The Scope of This Book

One of the premises of this book is that the scientific perspective is appropriate for investigating almost any aspect of the past and present, as long as it is a question of fact. This book starts with the Big Bang, some 14.5 billion years ago, and, covering major events and epochs in the past, passes right up to today. The first part of the book covers topics that traditionally fall under hard science – physics, astronomy, geology, and biology – whereas the second part, after the arrival of humans, encompasses disciplines that are considered “softer” sciences, such as archaeology, psychology, demography, history, political science, and economics. Each of these disciplines has their own topics, methods, and research traditions, and in this book you will learn a great deal about what these many thousands of scientists and researchers have discovered over the last several hundred years. This book is a synthesis, so I am necessarily brief when delving into any one topic, but I hope that you will find enough of interest in these many topics that you will pursue some of them further.

Many of the ideas presented here are still subject to vigorous debate among scientists, and since science is a field that thrives on disagreement, sometimes there will not be a definitive answer. For many working scientists (such as myself), the debates are one of the main things that makes the field interesting. Science is not simply learning a set of facts but debating and arguing about how to interpret them. You should feel free to challenge any ideas you see in this book – look for objective evidence and see what your own conclusions are. But remember the key to scientific claims: any evidence must be available for all to see, and the explanation with the fewest assumptions is the most scientific.

The Question of Scale

One issue we have when examining questions is picking an appropriate scale. For example, when we want to know about the power of a star, we need to look at the atomic or subatomic scale where nuclear fusion occurs. Very specific forces apply at those tiny scales. But when we want to predict how stars move through space, we pull back and look at how large bodies are affected by gravity. At this level, many subatomic forces no longer apply.

In biology, scale is also important.

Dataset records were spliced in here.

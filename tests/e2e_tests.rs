//! End-to-end scenario tests
//!
//! Each fixture directory under tests/fixtures/ holds a scenario
//! (input.csv) and the holdings report it must produce (expected.csv).
//! Fixtures cover:
//! - Dialog, instant and admin trades
//! - Deposit and withdrawal triggers, including debounce and opt-out
//! - Rollback when the container cannot take the payment
//! - Overflow delivery onto the ground
//! - Ownership transfers and offline parties
//! - Malformed scenario rows
//!
//! Every fixture runs with one and with several runtime workers; the
//! report must not depend on the worker count.

#[cfg(test)]
mod tests {
    use barter_trade_engine::replay::{replay_file, ReplayOptions};
    use rstest::rstest;
    use std::fs;
    use std::io::Write;
    use std::path::Path;
    use tempfile::NamedTempFile;

    /// Replay tests/fixtures/{fixture_name}/input.csv and compare the
    /// holdings report with expected.csv
    ///
    /// # Panics
    ///
    /// Panics if a fixture file is missing, the replay fails, or the report
    /// differs from the expected one.
    fn run_test_fixture(fixture_name: &str, workers: usize) {
        let fixture_dir = format!("tests/fixtures/{}", fixture_name);
        let input_path = format!("{}/input.csv", fixture_dir);
        let expected_path = format!("{}/expected.csv", fixture_dir);

        assert!(
            Path::new(&input_path).exists(),
            "Input file not found: {}",
            input_path
        );
        assert!(
            Path::new(&expected_path).exists(),
            "Expected file not found: {}",
            expected_path
        );

        let options = ReplayOptions {
            workers,
            ..ReplayOptions::default()
        };
        let mut temp_output = NamedTempFile::new().expect("Failed to create temp file");

        replay_file(Path::new(&input_path), &options, &mut temp_output)
            .unwrap_or_else(|e| panic!("Failed to replay scenario: {}", e));
        temp_output.flush().expect("Failed to flush temp file");

        let actual_output = fs::read_to_string(temp_output.path())
            .unwrap_or_else(|e| panic!("Failed to read temp output file: {}", e));
        let expected_output = fs::read_to_string(&expected_path)
            .unwrap_or_else(|e| panic!("Failed to read expected file {}: {}", expected_path, e));

        assert_eq!(
            actual_output, expected_output,
            "\n\nOutput mismatch for fixture: {} (workers: {})\n\nActual output:\n{}\n\nExpected output:\n{}\n",
            fixture_name, workers, actual_output, expected_output
        );
    }

    #[rstest]
    #[case("happy_path")]
    #[case("barter_dialog")]
    #[case("barter_deposit")]
    #[case("debounced_deposit")]
    #[case("withdrawal")]
    #[case("storage_full_rollback")]
    #[case("overflow_drop")]
    #[case("ownership_transfer")]
    #[case("offline_party")]
    #[case("malformed_rows")]
    fn test_fixtures(#[case] fixture: &str, #[values(1, 4)] workers: usize) {
        run_test_fixture(fixture, workers);
    }

    #[test]
    fn test_ledger_records_completed_trades() {
        let dir = tempfile::tempdir().unwrap();
        let ledger = dir.path().join("trades.csv");
        let options = ReplayOptions {
            ledger: Some(ledger.clone()),
            ..ReplayOptions::default()
        };

        let mut output = Vec::new();
        let summary = replay_file(
            Path::new("tests/fixtures/barter_dialog/input.csv"),
            &options,
            &mut output,
        )
        .unwrap();

        assert_eq!(summary.trades_completed, 2);
        assert_eq!(summary.trades_failed, 1);

        let contents = fs::read_to_string(&ledger).unwrap();
        let rows: Vec<&str> = contents.lines().skip(1).collect();
        assert_eq!(rows.len(), 2);
        assert!(rows.iter().all(|row| row.contains("completed")));
    }
}
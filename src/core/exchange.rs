//! The atomic exchange routine
//!
//! Runs on the main thread against a session that already passed validation.
//! Both inventories are snapshotted first; any failure while mutating them,
//! including a panic, restores both snapshots in full before returning.
//!
//! # Steps
//!
//! 1. Snapshot the party inventory and the location's container (if any)
//! 2. Take the payment from the party
//! 3. Take the offered quantity from the container
//! 4. Deposit the payment into the container; a full container is fatal
//! 5. Deliver the offering to the party; overflow is dropped at the party's
//!    position and never fails the trade

use crate::core::snapshot::InventorySnapshot;
use crate::types::{ItemStack, LocationId, PartyId, Payment, RollbackReason, Settlement};
use crate::world::{Notice, World};
use std::panic::{self, AssertUnwindSafe};

/// Everything the exchange routine needs, resolved ahead of time
#[derive(Debug, Clone, PartialEq, Eq)]
pub struct ExchangePlan {
    pub party: PartyId,
    pub location: LocationId,

    /// Whether the location draws from a physical container
    pub has_container: bool,

    pub offered: ItemStack,
    pub offered_quantity: u32,
    pub payment: Payment,
    pub settlement: Settlement,
}

impl ExchangePlan {
    fn delivers(&self) -> bool {
        self.settlement == Settlement::Full
    }
}

/// Where the offered items ended up
#[derive(Debug, Clone, Copy, PartialEq, Eq, Default)]
pub struct Delivery {
    /// Placed into the party's inventory
    pub delivered: u32,

    /// Dropped at the party's position
    pub dropped: u32,
}

/// Apply `plan` to the world atomically
///
/// # Returns
///
/// * `Ok(Delivery)` if every step up to delivery succeeded
/// * `Err(RollbackReason)` if a step failed; both inventories are then
///   item-for-item identical to their state before the call
pub fn apply_exchange<W: World>(world: &mut W, plan: &ExchangePlan) -> Result<Delivery, RollbackReason> {
    let party_snapshot = world
        .party_inventory(plan.party)
        .map(InventorySnapshot::capture)
        .ok_or(RollbackReason::PartyGone)?;

    let container_snapshot = if plan.has_container {
        let snapshot = world
            .container(plan.location)
            .map(InventorySnapshot::capture)
            .ok_or(RollbackReason::ContainerGone)?;
        Some(snapshot)
    } else {
        None
    };

    let outcome = panic::catch_unwind(AssertUnwindSafe(|| run_steps(world, plan)));

    let reason = match outcome {
        Ok(Ok(delivery)) => return Ok(delivery),
        Ok(Err(reason)) => reason,
        Err(payload) => RollbackReason::Fault(panic_message(payload.as_ref())),
    };

    if let Some(inventory) = world.party_inventory_mut(plan.party) {
        party_snapshot.restore(inventory);
    }
    if let (Some(snapshot), Some(container)) =
        (&container_snapshot, world.container_mut(plan.location))
    {
        snapshot.restore(container);
    }

    tracing::warn!(
        party = plan.party,
        location = plan.location,
        %reason,
        "exchange rolled back"
    );
    Err(reason)
}

fn run_steps<W: World>(world: &mut W, plan: &ExchangePlan) -> Result<Delivery, RollbackReason> {
    let collected = plan.payment.collectable();

    if let Some((item, quantity)) = collected {
        let inventory = world
            .party_inventory_mut(plan.party)
            .ok_or(RollbackReason::PartyGone)?;
        if !inventory.remove(item, quantity) {
            return Err(RollbackReason::PaymentUnavailable);
        }
    }

    if plan.delivers() && plan.has_container {
        let container = world
            .container_mut(plan.location)
            .ok_or(RollbackReason::ContainerGone)?;
        if !container.remove(&plan.offered, plan.offered_quantity) {
            return Err(RollbackReason::OutOfStock);
        }
    }

    if let (Some((item, quantity)), true) = (collected, plan.has_container) {
        let container = world
            .container_mut(plan.location)
            .ok_or(RollbackReason::ContainerGone)?;
        if container.add(item, quantity) < quantity {
            return Err(RollbackReason::StorageFull);
        }
    }

    if !plan.delivers() {
        return Ok(Delivery::default());
    }

    let inventory = world
        .party_inventory_mut(plan.party)
        .ok_or(RollbackReason::PartyGone)?;
    let delivered = inventory.add(&plan.offered, plan.offered_quantity);
    let dropped = plan.offered_quantity - delivered;

    if dropped > 0 {
        drop_overflow(world, plan, dropped);
    }

    Ok(Delivery { delivered, dropped })
}

/// Drop `amount` of the offering at the party's position, one stack at a time
fn drop_overflow<W: World>(world: &mut W, plan: &ExchangePlan, amount: u32) {
    let position = world.party_position(plan.party).unwrap_or_default();
    let max_stack = plan.offered.max_stack.max(1);

    let mut remaining = amount;
    while remaining > 0 {
        let chunk = remaining.min(max_stack);
        world.drop_item(position, plan.offered.with_amount(chunk));
        remaining -= chunk;
    }

    world.notify(plan.party, Notice::ItemsDropped { quantity: amount });
    tracing::info!(
        party = plan.party,
        location = plan.location,
        dropped = amount,
        "delivery overflow dropped"
    );
}

fn panic_message(payload: &(dyn std::any::Any + Send)) -> String {
    if let Some(message) = payload.downcast_ref::<&str>() {
        (*message).to_string()
    } else if let Some(message) = payload.downcast_ref::<String>() {
        message.clone()
    } else {
        "panic during exchange".to_string()
    }
}
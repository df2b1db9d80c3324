//! I/O module
//!
//! Handles scenario parsing and CSV output.
//!
//! # Components
//!
//! - `scenario` - Scenario CSV format and streaming reader
//! - `csv_format` - Holdings report and ledger row formats
//! - `csv_ledger` - Trade ledger appending to a CSV file

pub mod csv_format;
pub mod csv_ledger;
pub mod scenario;

pub use csv_format::{write_holdings_csv, LedgerRow};
pub use csv_ledger::CsvTradeLedger;
pub use scenario::{convert_scenario_record, ScenarioReader, ScenarioRecord, Step};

When we want to understand how a single species of dinosaurs behaved, we might focus on a few well-preserved specimens. But when we ask about the cause of the extinction of all dinosaurs, we don’t necessarily study a single individual fossil or even a single species. In that case, we look at the appearance and disappearance of hundreds or thousands of species.

This same principle applies when examining other types of questions. Although we often read histories about individuals, science tends to be interested in broader “why?” questions. For example, the US Civil War is often presented in terms of the actions of individuals, or armies, and the ways in which one individual may have changed the course of a battle, or, potentially, the outcome of the war. One historical question is, for example: could the Confederacy ever have won? A scientific way of examining this question is to ask if a country with an agriculture-based economy has ever conquered a country with a large industrial base. How often has that happened; and if it has never happened, would we say that the Confederacy is unlikely to have won, no matter the actions of a few individuals? That question would be addressed by studying broad historical patterns rather than a single conflict. So, although it is, in a sense, a historical question, it might be answered in a scientific way by picking an appropriate scale of analysis.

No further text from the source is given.